Mental Model: Pomodoro Timer TUI in Java
Timers are state machines with a clock. That’s the mental model.
State Machine First
This Pomodoro has a small set of states:
- phase: focus or break
- running: true or false
- remaining seconds
- completed focus sessions
Every command and every tick should update these predictably.
Two Loops in One Program
The app alternates between:
- command mode (paused): read and handle user input
- tick mode (running): sleep 1 second, decrement, maybe transition
If you keep these modes clear, the code stays easy to reason about.
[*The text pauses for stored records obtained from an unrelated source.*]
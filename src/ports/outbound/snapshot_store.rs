use crate::shared::Result;
use async_trait::async_trait;
use std::sync::Arc;

/// SnapshotStore port for reading stored snapshots
///
/// This port abstracts the external key-value store the compute process
/// writes to. The service only ever reads through it.
///
/// # Async Support
/// Reads are async so concurrent requests never block each other.
/// Implementations must be `Send + Sync` to be shared across requests.
#[async_trait]
pub trait SnapshotStore: Send + Sync {
    /// Reads the raw value stored under `key`
    ///
    /// # Arguments
    /// * `key` - Store key to read
    ///
    /// # Returns
    /// The stored text exactly as written, or `None` when the key is absent
    ///
    /// # Errors
    /// Returns an error if:
    /// - The store cannot be reached
    /// - The store rejects the credentials
    /// - The store reply cannot be understood
    async fn get(&self, key: &str) -> Result<Option<String>>;
}

/// Store handle shared by every request for the lifetime of the process
pub type SharedSnapshotStore = Arc<dyn SnapshotStore>;

#[async_trait]
impl<T: SnapshotStore + ?Sized> SnapshotStore for Arc<T> {
    async fn get(&self, key: &str) -> Result<Option<String>> {
        (**self).get(key).await
    }
}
Transition Logic Is the Heart
tick() is where correctness lives.
- decrement remaining time
- when it hits zero, switch phase
- reset remaining seconds for the new phase
- increment session count after focus completes
This is classic finite-state-machine behavior.
Java-Specific Insight
Java’s explicit fields make timer state very legible.
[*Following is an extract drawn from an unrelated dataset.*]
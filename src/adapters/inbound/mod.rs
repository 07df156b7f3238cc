/// Inbound adapters - drive the application from the outside world
pub mod http;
- you can inspect all important fields quickly
- helper methods (
resetCurrentPhase,statusLine) isolate concerns Thread.sleep+ interrupt handling teaches real runtime basics
It’s simple, but it’s real systems thinking.
Debugging by Invariants
Keep a few invariants in your head:
- remaining seconds should never go negative for long
- phase changes only at zero
- session count increases only after focus phase
When behavior is weird, check invariants first.
Next Feature Ideas
- auto-start next phase toggle
- long break every 4 sessions
- daily history saved to file
Add features without breaking the state machine model, and you’ll build robust timer apps.